TensorFlow Configuration and Optimization Notes

Notes for installing TensorFlow on linux, with GPU enabled.

Background

TensorFlow is the second-generation ML framework from Google. (See this comparison of deep learning software.) The current state-of-the art image recognition models (inception-v3) use this framework.

Prequisites

Assuming Fedora 24 with Nvidia 1060 installed, running nvidia as opposed to nouveau drivers. See Fedora 24 Notes, and RPM Fusion’s installation page for installing the Nvidia drivers.
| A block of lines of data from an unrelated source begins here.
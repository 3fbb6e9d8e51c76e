use axum::{
    body::Body,
    http::{Request, StatusCode},
};
use manga_catalog::model::{Chapter, Comment, Rating, ReaderManga};
use serde_json::json;
use sqlx::PgPool;

use crate::{AppStateTest, authorized, insert_fake_chapters, insert_fake_manga, read_json};

#[sqlx::test(migrations = "./migrations")]
#[ignore = "requires PostgreSQL (DATABASE_URL)"]
async fn reader_rates_a_manga(pool: PgPool) {
    let test_state = AppStateTest::new(pool);
    let (administrator, administrator_token) = test_state.generate_jwt_with_administrator().await;
    let (_, token) = test_state.generate_jwt_with_reader().await;
    let manga = insert_fake_manga(test_state.pool(), administrator.id).await;
    let uri = format!("/manga/{}/rating", manga.id);

    let request = authorized("PUT", &uri, &token, Some(json!({ "score": 10.0 })));
    let response = test_state.generate_response(request).await;
    assert_eq!(response.status(), StatusCode::BAD_REQUEST);

    let request = authorized(
        "PUT",
        &uri,
        &administrator_token,
        Some(json!({ "score": 4.0 })),
    );
    let response = test_state.generate_response(request).await;
    assert_eq!(response.status(), StatusCode::FORBIDDEN);

    let request = authorized("PUT", &uri, &token, Some(json!({ "score": 4.0 })));
    let response = test_state.generate_response(request).await;
    assert_eq!(response.status(), StatusCode::OK);

    let request = authorized("PUT", &uri, &token, Some(json!({ "score": 2.5 })));
    let response = test_state.generate_response(request).await;
    let rating: Rating = read_json(response).await;
    assert_eq!(rating.score, 2.5);

    let request = Request::builder()
        .uri(format!("/manga/{}", manga.id))
        .body(Body::empty())
        .unwrap();
    let response = test_state.generate_response(request).await;
    let details: serde_json::Value = read_json(response).await;
    assert_eq!(details["rating"]["average"], 2.5);
    assert_eq!(details["rating"]["count"], 1);

    let request = authorized("DELETE", &uri, &token, None);
    let response = test_state.generate_response(request).await;
    assert_eq!(response.status(), StatusCode::NO_CONTENT);

    let request = authorized("DELETE", &uri, &token, None);
    let response = test_state.generate_response(request).await;
    assert_eq!(response.status(), StatusCode::NOT_FOUND);
}

#[sqlx::test(migrations = "./migrations")]
#[ignore = "requires PostgreSQL (DATABASE_URL)"]
async fn reader_favourites_and_reads_chapters(pool: PgPool) {
    let test_state = AppStateTest::new(pool);
    let (administrator, _) = test_state.generate_jwt_with_administrator().await;
    let (_, token) = test_state.generate_jwt_with_reader().await;
    let manga = insert_fake_manga(test_state.pool(), administrator.id).await;
    let chapters = insert_fake_chapters(test_state.pool(), manga.id, 2).await;
    let favourite_uri = format!("/manga/{}/favourite", manga.id);

    let request = authorized("PUT", &favourite_uri, &token, None);
    let response = test_state.generate_response(request).await;
    assert_eq!(response.status(), StatusCode::OK);
    let first: ReaderManga = read_json(response).await;

    let request = authorized("PUT", &favourite_uri, &token, None);
    let response = test_state.generate_response(request).await;
    let second: ReaderManga = read_json(response).await;
    assert_eq!(first.favorited_at, second.favorited_at);

    let request = authorized(
        "POST",
        &format!("/chapters/{}/read", chapters[1].id),
        &token,
        None,
    );
    let response = test_state.generate_response(request).await;
    assert_eq!(response.status(), StatusCode::OK);
    let reading: ReaderManga = read_json(response).await;
    assert_eq!(reading.progress, 100.0);
    assert_eq!(reading.last_chapter_read, 2);

    let request = authorized(
        "PUT",
        &format!("/chapters/{}/pages", chapters[0].id),
        &token,
        Some(json!({ "pages": 21 })),
    );
    let response = test_state.generate_response(request).await;
    assert_eq!(response.status(), StatusCode::BAD_REQUEST);

    let request = authorized(
        "PUT",
        &format!("/chapters/{}/pages", chapters[0].id),
        &token,
        Some(json!({ "pages": 12 })),
    );
    let response = test_state.generate_response(request).await;
    let chapter: Chapter = read_json(response).await;
    assert_eq!(chapter.pages_read, 12);

    let request = authorized("DELETE", &favourite_uri, &token, None);
    let response = test_state.generate_response(request).await;
    assert_eq!(response.status(), StatusCode::NO_CONTENT);

    let request = authorized("GET", "/me/reading", &token, None);
    let response = test_state.generate_response(request).await;
    let reading_list: Vec<ReaderManga> = read_json(response).await;
    assert_eq!(reading_list.len(), 1);
    assert!(!reading_list[0].is_favorite());
    assert_eq!(reading_list[0].progress, 100.0);
}

#[sqlx::test(migrations = "./migrations")]
#[ignore = "requires PostgreSQL (DATABASE_URL)"]
async fn comments_flow_through_readers_and_moderation(pool: PgPool) {
    let test_state = AppStateTest::new(pool);
    let (administrator, administrator_token) = test_state.generate_jwt_with_administrator().await;
    let (author, author_token) = test_state.generate_jwt_with_reader().await;
    let (_, other_token) = test_state.generate_jwt_with_reader().await;
    let manga = insert_fake_manga(test_state.pool(), administrator.id).await;

    let request = authorized(
        "POST",
        &format!("/manga/{}/comments", manga.id),
        &author_token,
        Some(json!({ "body": "x".repeat(1001) })),
    );
    let response = test_state.generate_response(request).await;
    assert_eq!(response.status(), StatusCode::BAD_REQUEST);

    let request = authorized(
        "POST",
        &format!("/manga/{}/comments", manga.id),
        &author_token,
        Some(json!({ "body": "The eclipse chapter hurt" })),
    );
    let response = test_state.generate_response(request).await;
    assert_eq!(response.status(), StatusCode::CREATED);
    let comment: Comment = read_json(response).await;

    for _ in 0..2 {
        let request = authorized(
            "POST",
            &format!("/comments/{}/like", comment.id),
            &other_token,
            None,
        );
        let response = test_state.generate_response(request).await;
        assert_eq!(response.status(), StatusCode::OK);
    }

    let request = authorized(
        "POST",
        &format!("/comments/{}/replies", comment.id),
        &other_token,
        Some(json!({ "body": "Same here" })),
    );
    let response = test_state.generate_response(request).await;
    assert_eq!(response.status(), StatusCode::CREATED);
    let reply: Comment = read_json(response).await;
    assert_eq!(
        reply.body,
        format!("@{}: Same here", author.codename().unwrap())
    );

    let request = authorized(
        "PUT",
        &format!("/comments/{}", comment.id),
        &other_token,
        Some(json!({ "body": "Edited by someone else" })),
    );
    let response = test_state.generate_response(request).await;
    assert_eq!(response.status(), StatusCode::NOT_FOUND);

    let request = authorized(
        "DELETE",
        &format!("/comments/{}", reply.id),
        &author_token,
        None,
    );
    let response = test_state.generate_response(request).await;
    assert_eq!(response.status(), StatusCode::FORBIDDEN);

    let request = authorized(
        "DELETE",
        &format!("/comments/{}", reply.id),
        &administrator_token,
        None,
    );
    let response = test_state.generate_response(request).await;
    assert_eq!(response.status(), StatusCode::NO_CONTENT);

    let request = Request::builder()
        .uri(format!("/manga/{}/comments", manga.id))
        .body(Body::empty())
        .unwrap();
    let response = test_state.generate_response(request).await;
    let comments: Vec<Comment> = read_json(response).await;
    assert_eq!(comments.len(), 1);
    assert_eq!(comments[0].likes, 2);
}
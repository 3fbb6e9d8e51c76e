use crate::{
    auth::error::AuthError,
    error::Error,
    model::{Role, User},
};

pub mod administrators;
pub mod auth;
pub mod chapters;
pub mod comments;
pub mod favourites;
pub mod genres;
pub mod home;
pub mod manga;
pub mod me;
pub mod ratings;
pub mod readers;
pub mod reports;
pub mod users;

#[derive(serde::Serialize, serde::Deserialize, Debug)]
pub struct UrlPath {
    pub id: i64,
}

/// Id of the authenticated user when it is a reader.
pub(crate) fn require_reader(user: &User) -> Result<i64, Error> {
    match user.role {
        Role::Reader { .. } => Ok(user.id),
        Role::Administrator { .. } => Err(Error::Auth(AuthError::Forbidden)),
    }
}

/// Id of the authenticated user when it is an administrator.
pub(crate) fn require_administrator(user: &User) -> Result<i64, Error> {
    match user.role {
        Role::Administrator { .. } => Ok(user.id),
        Role::Reader { .. } => Err(Error::Auth(AuthError::Forbidden)),
    }
}
use std::str::FromStr;

use figment::{
    Figment,
    providers::{Env, Format, Yaml},
};
use secrecy::{ExposeSecret, SecretString};
use serde_aux::field_attributes::deserialize_number_from_string;
use sqlx::postgres::PgConnectOptions;

#[derive(serde::Deserialize, Debug, Clone)]
pub struct Config {
    pub application: Application,
    pub database: Database,
    pub jwt: Jwt,
}

#[derive(serde::Deserialize, Debug, Clone)]
pub struct Application {
    #[serde(deserialize_with = "deserialize_number_from_string")]
    pub port: u16,
    pub host: String,
    pub allow_registration: bool,
    pub run_migration: bool,
}

#[derive(serde::Deserialize, Debug, Clone)]
pub struct Jwt {
    pub secret: SecretString,
    pub iss: SecretString,
    pub aud: SecretString,
}

#[derive(serde::Deserialize, Debug, Clone)]
pub struct Database {
    /// Full connection string; takes precedence over the discrete fields.
    #[serde(default)]
    pub url: Option<SecretString>,
    pub username: String,
    pub password: SecretString,
    pub host: String,
    #[serde(deserialize_with = "deserialize_number_from_string")]
    pub port: u16,
    pub database_name: String,
    #[serde(default = "default_min_connections")]
    pub min_connections: u32,
    #[serde(default = "default_max_connections")]
    pub max_connections: u32,
}

fn default_min_connections() -> u32 {
    2
}

fn default_max_connections() -> u32 {
    20
}

impl Database {
    pub fn without_db(&self) -> PgConnectOptions {
        PgConnectOptions::new()
            .host(&self.host)
            .port(self.port)
            .username(&self.username)
            .password(self.password.expose_secret())
    }

    pub fn with_db(&self) -> Result<PgConnectOptions, sqlx::Error> {
        match &self.url {
            Some(url) => PgConnectOptions::from_str(url.expose_secret()),
            None => Ok(self.without_db().database(&self.database_name)),
        }
    }
}

pub enum Environment {
    Local,
    Production,
}

impl Environment {
    pub fn as_str(&self) -> &'static str {
        match self {
            Environment::Local => "local",
            Environment::Production => "production",
        }
    }
}

impl TryFrom<String> for Environment {
    type Error = String;

    fn try_from(s: String) -> Result<Self, Self::Error> {
        match s.to_lowercase().as_str() {
            "local" => Ok(Self::Local),
            "production" => Ok(Self::Production),
            other => Err(format!(
                "{} is not a supported environment. Use either `local` or `production`.",
                other
            )),
        }
    }
}

impl Config {
    pub fn new() -> Result<Self, anyhow::Error> {
        let base_path = std::env::current_dir()?;
        let config_directory = base_path.join("configuration");

        let environment: Environment = std::env::var("APP_ENVIRONMENT")
            .unwrap_or_else(|_| "local".into())
            .try_into()
            .map_err(anyhow::Error::msg)?;

        let environment_filename = format!("{}.yaml", environment.as_str());

        let config = Figment::new()
            .merge(Yaml::file(config_directory.join("base.yaml")))
            .merge(Yaml::file(config_directory.join(environment_filename)))
            .merge(Env::raw().split("__"))
            .extract()?;

        Ok(config)
    }
}
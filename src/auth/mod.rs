pub mod error;
pub mod jwt;
pub mod password;

pub use jwt::{decode_jwt, encode_jwt};
pub use password::{compute_password_hash, verify_password_hash};
use std::{borrow::Cow, sync::Arc};

use axum::{Extension, Json, extract::State, http::StatusCode};
use secrecy::SecretString;
use serde::Deserialize;
use validator::{Validate, ValidateLength, ValidationError, ValidationErrors};

use crate::{
    db::{
        error::DatabaseError,
        user::{NewUser, create_administrator},
    },
    error::Error,
    model::User,
    state::SharedAppState,
};

use super::{
    auth::{validate_email, validate_password},
    require_administrator,
};

#[derive(Deserialize)]
pub struct CreateAdministratorRequest {
    pub email: String,
    pub name: String,
    pub password: SecretString,
}

impl Validate for CreateAdministratorRequest {
    fn validate(&self) -> Result<(), ValidationErrors> {
        let mut errors = ValidationErrors::new();

        validate_email(&mut errors, &self.email);
        validate_password(&mut errors, "password", &self.password);

        if !self.name.validate_length(Some(1), Some(255), None) {
            errors.add(
                "name",
                ValidationError::new("name_length")
                    .with_message(Cow::from("Name length must be between 1 and 255")),
            );
        }

        if !errors.errors().is_empty() {
            return Err(errors);
        }

        Ok(())
    }
}

#[tracing::instrument(name = "[POST] administrators", skip_all)]
pub async fn store(
    Extension(user): Extension<Arc<User>>,
    State(app_state): State<SharedAppState>,
    Json(request): Json<CreateAdministratorRequest>,
) -> Result<(StatusCode, Json<User>), Error> {
    require_administrator(&user)?;
    request.validate().map_err(Error::Validation)?;

    let mut tx = app_state.pool.begin().await.map_err(DatabaseError::from)?;
    let administrator = create_administrator(
        &mut tx,
        NewUser {
            email: request.email,
            name: request.name,
            password: request.password,
        },
    )
    .await?;
    tx.commit().await.map_err(DatabaseError::from)?;

    Ok((StatusCode::CREATED, Json(administrator)))
}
In sum,

dnf install -y xorg-x11-drv-nvidia akmod-nvidia "kernel-devel-uname-r == $(uname -r)"
dnf install xorg-x11-drv-nvidia-cuda
dnf install vulkan

After, install some devel packages.

dnf install -y vulkan-devel

Download the Nvidia GPU CUDA Toolkit. The version used for this install is 8.0.61, and the network install for Fedora x86_64 was used.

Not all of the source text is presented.